Information provided Start Marker

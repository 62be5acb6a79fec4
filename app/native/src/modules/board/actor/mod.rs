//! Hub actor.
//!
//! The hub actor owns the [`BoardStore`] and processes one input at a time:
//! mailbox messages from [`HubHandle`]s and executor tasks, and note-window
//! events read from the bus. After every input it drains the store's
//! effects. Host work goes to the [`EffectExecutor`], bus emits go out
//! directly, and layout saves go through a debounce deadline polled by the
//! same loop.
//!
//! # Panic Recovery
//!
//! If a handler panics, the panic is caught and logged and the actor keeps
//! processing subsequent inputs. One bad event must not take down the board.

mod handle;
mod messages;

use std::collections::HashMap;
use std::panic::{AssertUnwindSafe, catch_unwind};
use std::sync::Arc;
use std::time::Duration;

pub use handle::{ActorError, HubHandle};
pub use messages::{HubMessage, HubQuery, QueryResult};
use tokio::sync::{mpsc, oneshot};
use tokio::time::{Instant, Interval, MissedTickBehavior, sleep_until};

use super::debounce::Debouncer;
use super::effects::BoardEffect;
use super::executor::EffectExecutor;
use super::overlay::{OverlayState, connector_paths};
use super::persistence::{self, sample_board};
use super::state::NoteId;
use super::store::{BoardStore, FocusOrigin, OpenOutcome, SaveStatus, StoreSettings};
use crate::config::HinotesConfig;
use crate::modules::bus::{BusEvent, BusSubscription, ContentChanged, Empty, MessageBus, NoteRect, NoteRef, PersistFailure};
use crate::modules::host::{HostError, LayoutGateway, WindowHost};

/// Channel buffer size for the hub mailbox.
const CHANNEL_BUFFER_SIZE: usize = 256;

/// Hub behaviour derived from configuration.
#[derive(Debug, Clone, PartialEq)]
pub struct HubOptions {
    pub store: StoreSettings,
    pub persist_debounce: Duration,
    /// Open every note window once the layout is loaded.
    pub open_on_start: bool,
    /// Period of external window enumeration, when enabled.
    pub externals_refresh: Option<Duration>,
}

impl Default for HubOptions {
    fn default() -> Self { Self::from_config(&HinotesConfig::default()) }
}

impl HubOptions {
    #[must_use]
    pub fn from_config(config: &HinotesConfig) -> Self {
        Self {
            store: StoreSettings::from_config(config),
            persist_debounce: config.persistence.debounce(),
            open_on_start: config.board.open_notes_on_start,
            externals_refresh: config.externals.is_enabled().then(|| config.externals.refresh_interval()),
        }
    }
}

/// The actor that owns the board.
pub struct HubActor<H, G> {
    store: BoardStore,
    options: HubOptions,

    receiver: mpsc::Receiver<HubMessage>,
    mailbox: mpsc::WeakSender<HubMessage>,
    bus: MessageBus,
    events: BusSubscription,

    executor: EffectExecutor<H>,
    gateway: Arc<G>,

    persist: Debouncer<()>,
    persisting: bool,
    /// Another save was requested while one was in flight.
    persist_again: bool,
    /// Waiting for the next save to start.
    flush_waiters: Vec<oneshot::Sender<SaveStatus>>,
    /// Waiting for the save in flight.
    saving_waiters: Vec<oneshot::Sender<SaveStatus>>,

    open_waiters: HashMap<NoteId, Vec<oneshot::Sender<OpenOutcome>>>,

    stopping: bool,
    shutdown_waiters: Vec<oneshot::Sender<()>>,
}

Information provided End Marker

Only the lines above starting at the one containing "mod messages;" and ending at the one containing "use crate::config::HinotesConfig;", both included, are to be returned, exactly as they read.

▸ **Solution**:
mod messages;

use std::collections::HashMap;
use std::panic::{AssertUnwindSafe, catch_unwind};
use std::sync::Arc;
use std::time::Duration;

pub use handle::{ActorError, HubHandle};
pub use messages::{HubMessage, HubQuery, QueryResult};
use tokio::sync::{mpsc, oneshot};
use tokio::time::{Instant, Interval, MissedTickBehavior, sleep_until};

use super::debounce::Debouncer;
use super::effects::BoardEffect;
use super::executor::EffectExecutor;
use super::overlay::{OverlayState, connector_paths};
use super::persistence::{self, sample_board};
use super::state::NoteId;
use super::store::{BoardStore, FocusOrigin, OpenOutcome, SaveStatus, StoreSettings};
use crate::config::HinotesConfig;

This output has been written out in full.